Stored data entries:
⟨

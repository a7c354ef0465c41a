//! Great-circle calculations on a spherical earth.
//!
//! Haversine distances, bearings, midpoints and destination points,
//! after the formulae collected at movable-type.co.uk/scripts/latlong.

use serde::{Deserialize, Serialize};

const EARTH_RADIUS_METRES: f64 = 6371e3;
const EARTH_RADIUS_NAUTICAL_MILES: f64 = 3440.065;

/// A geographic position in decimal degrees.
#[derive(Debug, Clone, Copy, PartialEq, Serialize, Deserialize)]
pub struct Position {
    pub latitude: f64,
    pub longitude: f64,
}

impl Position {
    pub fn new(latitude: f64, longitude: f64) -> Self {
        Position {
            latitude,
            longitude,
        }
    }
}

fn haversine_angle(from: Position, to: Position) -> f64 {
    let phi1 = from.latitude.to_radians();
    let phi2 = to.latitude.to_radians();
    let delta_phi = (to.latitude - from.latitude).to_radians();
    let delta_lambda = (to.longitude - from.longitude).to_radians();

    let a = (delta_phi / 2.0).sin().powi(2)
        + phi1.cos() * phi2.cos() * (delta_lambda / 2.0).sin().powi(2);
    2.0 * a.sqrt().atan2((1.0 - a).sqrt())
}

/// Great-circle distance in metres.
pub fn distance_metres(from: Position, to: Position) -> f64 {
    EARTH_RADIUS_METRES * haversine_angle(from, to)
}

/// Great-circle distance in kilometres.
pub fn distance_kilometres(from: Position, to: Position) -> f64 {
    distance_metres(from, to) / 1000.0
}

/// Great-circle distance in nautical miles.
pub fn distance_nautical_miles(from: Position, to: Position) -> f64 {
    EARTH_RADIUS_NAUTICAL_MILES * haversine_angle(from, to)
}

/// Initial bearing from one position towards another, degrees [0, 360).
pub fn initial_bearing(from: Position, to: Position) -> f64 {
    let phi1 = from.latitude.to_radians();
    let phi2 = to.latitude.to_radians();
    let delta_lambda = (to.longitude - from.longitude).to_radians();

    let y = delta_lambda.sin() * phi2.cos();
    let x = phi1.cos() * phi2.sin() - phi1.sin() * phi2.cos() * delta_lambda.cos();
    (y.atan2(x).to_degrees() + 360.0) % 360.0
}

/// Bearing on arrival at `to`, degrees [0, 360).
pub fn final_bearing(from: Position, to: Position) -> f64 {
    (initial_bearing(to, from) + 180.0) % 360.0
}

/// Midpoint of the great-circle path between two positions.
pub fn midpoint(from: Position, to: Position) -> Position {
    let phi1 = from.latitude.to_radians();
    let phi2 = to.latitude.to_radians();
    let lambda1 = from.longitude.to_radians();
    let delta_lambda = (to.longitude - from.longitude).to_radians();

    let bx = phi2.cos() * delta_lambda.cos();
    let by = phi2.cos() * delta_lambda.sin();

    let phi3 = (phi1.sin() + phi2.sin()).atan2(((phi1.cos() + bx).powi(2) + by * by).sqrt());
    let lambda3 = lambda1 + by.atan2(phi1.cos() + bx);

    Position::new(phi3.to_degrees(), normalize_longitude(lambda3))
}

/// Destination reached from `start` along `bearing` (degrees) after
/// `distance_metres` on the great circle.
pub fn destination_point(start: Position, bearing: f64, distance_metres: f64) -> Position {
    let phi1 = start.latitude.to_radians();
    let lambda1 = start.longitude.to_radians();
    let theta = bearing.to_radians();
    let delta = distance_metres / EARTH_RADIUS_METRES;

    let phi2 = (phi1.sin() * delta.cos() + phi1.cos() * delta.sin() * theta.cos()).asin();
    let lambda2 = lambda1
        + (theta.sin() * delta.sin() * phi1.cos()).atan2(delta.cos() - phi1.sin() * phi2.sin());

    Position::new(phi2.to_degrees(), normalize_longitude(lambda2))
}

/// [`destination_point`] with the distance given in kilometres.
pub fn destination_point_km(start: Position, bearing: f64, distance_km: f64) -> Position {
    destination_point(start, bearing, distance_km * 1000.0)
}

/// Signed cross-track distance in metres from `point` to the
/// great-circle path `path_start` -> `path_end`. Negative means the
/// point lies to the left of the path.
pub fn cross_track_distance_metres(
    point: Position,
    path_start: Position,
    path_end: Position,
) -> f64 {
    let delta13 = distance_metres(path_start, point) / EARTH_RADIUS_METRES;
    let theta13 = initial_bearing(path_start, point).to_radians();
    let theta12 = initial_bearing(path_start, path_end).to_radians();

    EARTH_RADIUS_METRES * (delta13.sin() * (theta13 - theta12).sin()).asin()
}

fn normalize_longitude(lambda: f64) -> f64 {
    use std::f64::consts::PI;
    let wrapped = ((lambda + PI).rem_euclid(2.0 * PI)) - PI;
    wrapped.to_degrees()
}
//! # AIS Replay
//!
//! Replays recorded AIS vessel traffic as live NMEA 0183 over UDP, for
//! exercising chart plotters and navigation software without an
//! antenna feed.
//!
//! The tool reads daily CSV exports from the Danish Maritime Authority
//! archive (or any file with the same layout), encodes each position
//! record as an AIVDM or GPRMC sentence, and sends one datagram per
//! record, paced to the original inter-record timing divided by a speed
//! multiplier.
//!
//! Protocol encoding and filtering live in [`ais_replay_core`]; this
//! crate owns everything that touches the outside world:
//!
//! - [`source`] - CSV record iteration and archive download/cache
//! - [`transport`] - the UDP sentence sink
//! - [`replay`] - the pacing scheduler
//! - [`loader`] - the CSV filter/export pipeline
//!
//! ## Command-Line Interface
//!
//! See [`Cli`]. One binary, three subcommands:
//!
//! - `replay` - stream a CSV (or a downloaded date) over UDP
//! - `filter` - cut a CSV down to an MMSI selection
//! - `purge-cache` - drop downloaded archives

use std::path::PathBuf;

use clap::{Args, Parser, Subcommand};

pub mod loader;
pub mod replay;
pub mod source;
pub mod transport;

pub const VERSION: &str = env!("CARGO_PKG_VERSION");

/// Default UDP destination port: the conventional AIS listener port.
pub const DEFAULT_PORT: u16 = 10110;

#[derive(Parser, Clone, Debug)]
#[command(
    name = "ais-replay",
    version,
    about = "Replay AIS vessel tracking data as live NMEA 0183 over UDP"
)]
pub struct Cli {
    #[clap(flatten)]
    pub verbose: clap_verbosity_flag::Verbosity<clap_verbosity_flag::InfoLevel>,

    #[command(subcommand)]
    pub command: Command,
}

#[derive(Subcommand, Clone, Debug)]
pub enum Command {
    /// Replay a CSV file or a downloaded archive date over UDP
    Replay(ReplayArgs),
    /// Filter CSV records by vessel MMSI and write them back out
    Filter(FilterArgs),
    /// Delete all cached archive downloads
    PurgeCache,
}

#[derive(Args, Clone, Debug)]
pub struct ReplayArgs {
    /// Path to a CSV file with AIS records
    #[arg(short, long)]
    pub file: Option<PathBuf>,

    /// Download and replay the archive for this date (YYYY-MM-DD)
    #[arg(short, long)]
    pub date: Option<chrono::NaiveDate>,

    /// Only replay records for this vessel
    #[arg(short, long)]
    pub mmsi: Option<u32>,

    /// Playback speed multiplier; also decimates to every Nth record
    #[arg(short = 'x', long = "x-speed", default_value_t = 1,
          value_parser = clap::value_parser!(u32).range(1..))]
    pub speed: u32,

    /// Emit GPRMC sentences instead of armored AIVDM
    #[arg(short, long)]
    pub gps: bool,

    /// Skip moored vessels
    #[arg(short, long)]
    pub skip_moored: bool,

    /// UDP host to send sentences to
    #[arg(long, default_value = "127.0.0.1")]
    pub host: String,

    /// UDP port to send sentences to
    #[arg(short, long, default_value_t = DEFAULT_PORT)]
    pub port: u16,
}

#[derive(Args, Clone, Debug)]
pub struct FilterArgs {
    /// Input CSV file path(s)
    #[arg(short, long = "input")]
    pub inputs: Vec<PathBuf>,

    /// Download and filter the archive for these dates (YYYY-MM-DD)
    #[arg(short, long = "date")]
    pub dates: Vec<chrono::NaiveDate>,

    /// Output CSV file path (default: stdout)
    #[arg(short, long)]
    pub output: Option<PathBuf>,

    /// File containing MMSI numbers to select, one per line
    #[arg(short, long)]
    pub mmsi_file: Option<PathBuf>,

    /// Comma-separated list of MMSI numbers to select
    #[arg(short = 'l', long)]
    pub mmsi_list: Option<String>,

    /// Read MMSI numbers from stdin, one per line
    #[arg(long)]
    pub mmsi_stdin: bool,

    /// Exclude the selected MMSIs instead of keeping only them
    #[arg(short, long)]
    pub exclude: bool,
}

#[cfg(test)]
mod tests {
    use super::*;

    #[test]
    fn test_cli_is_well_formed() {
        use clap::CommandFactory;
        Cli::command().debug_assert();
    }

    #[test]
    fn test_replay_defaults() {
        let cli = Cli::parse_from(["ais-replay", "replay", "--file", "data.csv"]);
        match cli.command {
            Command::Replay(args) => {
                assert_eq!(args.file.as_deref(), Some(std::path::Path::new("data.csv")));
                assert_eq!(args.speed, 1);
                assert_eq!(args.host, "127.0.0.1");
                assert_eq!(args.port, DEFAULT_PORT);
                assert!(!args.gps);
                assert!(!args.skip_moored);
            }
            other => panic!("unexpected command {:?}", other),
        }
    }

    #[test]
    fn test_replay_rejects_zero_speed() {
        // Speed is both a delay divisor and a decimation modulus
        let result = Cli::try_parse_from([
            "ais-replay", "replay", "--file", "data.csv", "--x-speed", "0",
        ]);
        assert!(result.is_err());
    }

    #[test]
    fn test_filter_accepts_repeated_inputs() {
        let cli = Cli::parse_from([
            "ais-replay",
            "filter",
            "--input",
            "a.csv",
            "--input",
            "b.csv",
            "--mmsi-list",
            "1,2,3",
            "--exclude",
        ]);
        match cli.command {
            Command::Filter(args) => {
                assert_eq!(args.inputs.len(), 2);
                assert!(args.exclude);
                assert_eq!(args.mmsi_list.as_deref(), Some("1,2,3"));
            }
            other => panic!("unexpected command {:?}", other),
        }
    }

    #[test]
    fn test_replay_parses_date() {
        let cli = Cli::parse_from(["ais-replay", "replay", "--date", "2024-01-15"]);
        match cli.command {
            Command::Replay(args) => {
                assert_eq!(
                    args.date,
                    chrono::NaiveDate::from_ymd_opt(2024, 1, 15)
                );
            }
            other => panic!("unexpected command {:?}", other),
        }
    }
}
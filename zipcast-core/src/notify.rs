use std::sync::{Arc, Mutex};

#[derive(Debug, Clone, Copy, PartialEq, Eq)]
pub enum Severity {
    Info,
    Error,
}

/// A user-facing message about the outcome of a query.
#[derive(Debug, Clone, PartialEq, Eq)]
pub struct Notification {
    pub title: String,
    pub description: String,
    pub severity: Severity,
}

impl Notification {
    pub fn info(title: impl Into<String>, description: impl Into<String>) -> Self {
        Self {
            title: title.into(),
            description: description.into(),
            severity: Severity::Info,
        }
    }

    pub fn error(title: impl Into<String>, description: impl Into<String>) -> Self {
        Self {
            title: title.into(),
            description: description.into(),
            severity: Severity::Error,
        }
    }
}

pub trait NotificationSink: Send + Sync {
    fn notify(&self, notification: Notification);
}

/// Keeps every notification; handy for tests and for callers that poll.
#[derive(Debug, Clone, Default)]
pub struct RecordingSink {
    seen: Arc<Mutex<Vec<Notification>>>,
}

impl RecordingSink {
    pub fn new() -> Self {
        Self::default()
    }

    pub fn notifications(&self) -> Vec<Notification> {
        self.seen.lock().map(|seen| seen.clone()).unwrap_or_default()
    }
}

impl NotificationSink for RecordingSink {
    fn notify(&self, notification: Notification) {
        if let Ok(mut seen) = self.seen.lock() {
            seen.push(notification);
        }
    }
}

⟩

▶ [REQUIREMENT]:
Throughout the data above, report every line that contains the string "circle".

▶ [ANSWER SPACE]:
//! Great-circle calculations on a spherical earth.
/// Great-circle distance in metres.
/// Great-circle distance in kilometres.
/// Great-circle distance in nautical miles.
/// Midpoint of the great-circle path between two positions.
/// `distance_metres` on the great circle.
/// great-circle path `path_start` -> `path_end`. Negative means the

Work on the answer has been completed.